=== Problem ===
Once you find the line containing "oldest packet whole." in the data below, copy it and each following line exactly, up to and including the line containing "self.packets.front().map_or(0, Packet::len)", and nothing else.
___ Data records
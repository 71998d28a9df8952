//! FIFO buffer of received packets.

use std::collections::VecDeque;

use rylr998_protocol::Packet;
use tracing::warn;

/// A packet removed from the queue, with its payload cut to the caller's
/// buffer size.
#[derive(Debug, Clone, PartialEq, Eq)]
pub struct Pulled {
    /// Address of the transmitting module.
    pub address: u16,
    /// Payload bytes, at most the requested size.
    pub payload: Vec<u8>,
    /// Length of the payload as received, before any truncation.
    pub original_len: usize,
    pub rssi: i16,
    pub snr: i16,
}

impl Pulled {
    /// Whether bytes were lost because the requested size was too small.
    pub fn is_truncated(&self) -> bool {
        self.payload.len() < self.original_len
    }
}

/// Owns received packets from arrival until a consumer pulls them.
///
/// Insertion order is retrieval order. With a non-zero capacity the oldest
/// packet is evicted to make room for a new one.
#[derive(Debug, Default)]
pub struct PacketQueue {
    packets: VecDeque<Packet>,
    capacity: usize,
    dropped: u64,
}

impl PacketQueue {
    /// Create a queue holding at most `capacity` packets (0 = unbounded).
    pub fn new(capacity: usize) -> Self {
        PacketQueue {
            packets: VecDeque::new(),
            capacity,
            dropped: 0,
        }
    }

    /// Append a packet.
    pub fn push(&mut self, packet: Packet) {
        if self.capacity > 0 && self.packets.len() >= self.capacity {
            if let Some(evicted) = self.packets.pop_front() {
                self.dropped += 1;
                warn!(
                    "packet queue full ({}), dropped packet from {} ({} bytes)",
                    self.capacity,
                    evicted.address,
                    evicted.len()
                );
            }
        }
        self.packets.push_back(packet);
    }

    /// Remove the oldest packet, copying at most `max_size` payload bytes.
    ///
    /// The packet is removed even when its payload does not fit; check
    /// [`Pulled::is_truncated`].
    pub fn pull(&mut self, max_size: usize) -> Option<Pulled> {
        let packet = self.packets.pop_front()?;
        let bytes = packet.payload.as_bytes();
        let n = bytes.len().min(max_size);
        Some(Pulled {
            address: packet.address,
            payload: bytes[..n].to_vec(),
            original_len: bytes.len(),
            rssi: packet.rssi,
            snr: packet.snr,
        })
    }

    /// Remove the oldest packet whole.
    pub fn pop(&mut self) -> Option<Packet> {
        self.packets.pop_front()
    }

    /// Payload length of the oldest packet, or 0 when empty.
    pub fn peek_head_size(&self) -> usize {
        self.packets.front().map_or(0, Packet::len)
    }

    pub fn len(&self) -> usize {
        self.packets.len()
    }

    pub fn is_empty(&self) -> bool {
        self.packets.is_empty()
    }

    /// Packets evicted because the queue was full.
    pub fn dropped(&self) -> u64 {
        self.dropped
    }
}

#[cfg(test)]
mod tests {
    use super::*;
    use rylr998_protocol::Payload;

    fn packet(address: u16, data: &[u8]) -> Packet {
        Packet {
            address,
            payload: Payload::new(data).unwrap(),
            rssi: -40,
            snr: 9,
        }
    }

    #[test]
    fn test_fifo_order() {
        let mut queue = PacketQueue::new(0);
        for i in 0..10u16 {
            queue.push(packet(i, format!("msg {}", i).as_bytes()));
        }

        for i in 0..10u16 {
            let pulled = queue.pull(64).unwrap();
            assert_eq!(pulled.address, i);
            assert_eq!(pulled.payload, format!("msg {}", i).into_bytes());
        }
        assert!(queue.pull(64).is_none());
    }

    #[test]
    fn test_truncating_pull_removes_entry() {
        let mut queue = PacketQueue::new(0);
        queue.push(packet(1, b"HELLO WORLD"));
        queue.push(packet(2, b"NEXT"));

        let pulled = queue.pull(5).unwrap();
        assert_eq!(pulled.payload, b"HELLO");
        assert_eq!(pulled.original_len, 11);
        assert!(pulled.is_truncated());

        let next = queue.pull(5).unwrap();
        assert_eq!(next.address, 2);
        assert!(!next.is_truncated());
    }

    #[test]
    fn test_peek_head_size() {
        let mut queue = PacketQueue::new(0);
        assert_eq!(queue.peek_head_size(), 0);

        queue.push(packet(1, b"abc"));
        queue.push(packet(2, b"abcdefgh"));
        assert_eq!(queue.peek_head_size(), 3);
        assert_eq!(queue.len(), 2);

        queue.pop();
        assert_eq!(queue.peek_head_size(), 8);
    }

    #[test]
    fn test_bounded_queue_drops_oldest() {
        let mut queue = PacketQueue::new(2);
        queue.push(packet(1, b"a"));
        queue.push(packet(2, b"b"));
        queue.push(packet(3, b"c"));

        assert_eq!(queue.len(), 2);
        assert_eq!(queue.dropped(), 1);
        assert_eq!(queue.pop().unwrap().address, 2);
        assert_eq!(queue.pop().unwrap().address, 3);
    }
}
______
___ Data records
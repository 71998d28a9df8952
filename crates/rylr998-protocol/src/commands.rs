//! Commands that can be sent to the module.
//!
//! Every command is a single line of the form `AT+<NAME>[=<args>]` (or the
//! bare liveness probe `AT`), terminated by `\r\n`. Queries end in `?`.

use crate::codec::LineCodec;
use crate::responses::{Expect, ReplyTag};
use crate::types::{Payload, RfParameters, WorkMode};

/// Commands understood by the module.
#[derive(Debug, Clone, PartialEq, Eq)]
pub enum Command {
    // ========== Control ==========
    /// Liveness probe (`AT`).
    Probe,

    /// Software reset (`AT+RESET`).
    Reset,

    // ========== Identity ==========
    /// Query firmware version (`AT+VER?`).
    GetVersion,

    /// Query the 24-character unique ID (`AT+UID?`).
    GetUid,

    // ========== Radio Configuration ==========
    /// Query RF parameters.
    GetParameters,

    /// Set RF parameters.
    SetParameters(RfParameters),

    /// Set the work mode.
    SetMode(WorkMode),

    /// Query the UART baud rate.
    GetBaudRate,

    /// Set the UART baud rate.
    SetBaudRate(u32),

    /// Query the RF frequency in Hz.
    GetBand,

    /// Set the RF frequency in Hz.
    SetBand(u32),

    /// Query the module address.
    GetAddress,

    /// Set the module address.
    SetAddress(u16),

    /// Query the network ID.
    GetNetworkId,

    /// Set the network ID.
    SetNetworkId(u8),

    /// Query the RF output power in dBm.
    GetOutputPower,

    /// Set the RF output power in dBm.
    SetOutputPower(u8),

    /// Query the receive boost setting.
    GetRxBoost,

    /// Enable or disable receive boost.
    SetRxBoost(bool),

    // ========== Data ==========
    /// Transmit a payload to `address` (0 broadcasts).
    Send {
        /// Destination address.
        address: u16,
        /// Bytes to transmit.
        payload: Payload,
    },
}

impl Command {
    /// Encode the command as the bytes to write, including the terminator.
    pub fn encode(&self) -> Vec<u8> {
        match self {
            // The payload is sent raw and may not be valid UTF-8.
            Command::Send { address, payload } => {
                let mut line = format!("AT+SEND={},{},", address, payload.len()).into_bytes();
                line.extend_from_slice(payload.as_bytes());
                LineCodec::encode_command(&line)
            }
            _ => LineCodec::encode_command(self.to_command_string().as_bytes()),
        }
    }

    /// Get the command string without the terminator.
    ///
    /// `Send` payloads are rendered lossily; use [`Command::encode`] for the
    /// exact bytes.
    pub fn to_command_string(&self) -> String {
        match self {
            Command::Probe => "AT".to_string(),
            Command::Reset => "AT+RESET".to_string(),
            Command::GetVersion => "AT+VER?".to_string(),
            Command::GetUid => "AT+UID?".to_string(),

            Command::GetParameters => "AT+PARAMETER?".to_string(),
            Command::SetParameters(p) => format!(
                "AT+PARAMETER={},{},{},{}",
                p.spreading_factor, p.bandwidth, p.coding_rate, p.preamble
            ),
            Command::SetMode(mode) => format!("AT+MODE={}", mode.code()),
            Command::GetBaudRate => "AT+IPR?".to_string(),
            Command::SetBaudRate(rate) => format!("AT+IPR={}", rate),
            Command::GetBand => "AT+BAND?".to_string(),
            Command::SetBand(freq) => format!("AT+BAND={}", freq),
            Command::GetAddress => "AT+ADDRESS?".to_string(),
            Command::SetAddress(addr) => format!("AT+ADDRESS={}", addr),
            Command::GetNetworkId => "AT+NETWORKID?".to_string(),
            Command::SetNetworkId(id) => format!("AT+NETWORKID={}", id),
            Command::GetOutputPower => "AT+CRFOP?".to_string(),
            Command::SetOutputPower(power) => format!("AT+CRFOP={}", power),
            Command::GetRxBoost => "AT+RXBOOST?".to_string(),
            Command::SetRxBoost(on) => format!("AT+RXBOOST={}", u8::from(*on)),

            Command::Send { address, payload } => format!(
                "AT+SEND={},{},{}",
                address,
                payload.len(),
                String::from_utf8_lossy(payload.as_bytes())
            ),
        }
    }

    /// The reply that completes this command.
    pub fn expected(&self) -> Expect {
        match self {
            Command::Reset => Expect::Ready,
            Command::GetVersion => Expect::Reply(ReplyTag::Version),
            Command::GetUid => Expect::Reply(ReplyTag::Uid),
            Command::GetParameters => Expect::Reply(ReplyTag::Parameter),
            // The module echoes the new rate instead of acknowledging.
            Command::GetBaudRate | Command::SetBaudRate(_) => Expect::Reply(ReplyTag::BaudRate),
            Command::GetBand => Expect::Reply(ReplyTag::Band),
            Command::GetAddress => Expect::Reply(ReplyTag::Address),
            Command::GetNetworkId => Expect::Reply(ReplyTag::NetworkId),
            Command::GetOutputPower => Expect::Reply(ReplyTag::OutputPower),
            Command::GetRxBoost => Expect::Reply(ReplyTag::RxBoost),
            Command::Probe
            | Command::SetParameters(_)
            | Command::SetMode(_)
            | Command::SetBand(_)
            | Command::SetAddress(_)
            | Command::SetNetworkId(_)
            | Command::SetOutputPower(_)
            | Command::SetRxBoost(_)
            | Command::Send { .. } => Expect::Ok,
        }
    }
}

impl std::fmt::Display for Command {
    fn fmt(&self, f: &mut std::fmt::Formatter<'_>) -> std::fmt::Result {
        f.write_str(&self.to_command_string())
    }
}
______
___ Data records
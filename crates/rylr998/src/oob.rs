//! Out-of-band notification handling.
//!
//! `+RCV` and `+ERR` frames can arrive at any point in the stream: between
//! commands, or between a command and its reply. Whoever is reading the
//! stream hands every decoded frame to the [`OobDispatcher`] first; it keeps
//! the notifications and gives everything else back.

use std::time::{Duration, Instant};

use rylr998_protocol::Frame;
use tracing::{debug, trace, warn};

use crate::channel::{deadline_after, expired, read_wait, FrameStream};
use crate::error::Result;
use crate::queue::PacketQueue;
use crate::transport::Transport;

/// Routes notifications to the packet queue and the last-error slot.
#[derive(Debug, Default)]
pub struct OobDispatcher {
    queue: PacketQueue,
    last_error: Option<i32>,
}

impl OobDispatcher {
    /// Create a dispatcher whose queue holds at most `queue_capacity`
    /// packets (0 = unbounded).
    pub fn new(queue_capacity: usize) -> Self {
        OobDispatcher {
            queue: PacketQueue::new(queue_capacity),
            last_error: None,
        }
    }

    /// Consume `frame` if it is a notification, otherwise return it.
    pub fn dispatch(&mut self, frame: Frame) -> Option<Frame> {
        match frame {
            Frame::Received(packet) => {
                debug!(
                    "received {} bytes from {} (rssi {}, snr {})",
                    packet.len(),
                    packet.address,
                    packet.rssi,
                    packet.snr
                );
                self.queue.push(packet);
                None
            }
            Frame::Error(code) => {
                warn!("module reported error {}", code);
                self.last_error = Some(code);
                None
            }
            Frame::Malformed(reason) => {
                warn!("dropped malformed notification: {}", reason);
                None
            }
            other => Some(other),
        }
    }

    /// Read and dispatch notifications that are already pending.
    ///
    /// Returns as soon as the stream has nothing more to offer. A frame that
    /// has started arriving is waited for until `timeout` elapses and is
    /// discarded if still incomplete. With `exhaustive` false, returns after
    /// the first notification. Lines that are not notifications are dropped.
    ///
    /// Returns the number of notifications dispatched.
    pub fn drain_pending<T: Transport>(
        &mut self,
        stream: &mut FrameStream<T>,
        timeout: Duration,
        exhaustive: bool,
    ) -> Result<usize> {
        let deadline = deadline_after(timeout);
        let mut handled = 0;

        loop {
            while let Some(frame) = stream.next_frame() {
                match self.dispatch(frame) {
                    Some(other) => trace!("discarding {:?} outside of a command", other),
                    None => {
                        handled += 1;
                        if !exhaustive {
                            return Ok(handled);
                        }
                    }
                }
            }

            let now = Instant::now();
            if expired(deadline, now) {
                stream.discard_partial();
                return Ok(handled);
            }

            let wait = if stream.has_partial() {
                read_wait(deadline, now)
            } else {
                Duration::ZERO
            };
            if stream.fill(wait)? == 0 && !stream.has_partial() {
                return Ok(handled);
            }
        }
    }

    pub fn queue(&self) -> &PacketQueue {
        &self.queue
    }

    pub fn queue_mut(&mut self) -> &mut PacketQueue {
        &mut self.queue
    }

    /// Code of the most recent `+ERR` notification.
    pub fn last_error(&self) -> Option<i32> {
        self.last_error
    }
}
______
=== Solution ===
    /// Remove the oldest packet whole.
    pub fn pop(&mut self) -> Option<Packet> {
        self.packets.pop_front()
    }

    /// Payload length of the oldest packet, or 0 when empty.
    pub fn peek_head_size(&self) -> usize {
        self.packets.front().map_or(0, Packet::len)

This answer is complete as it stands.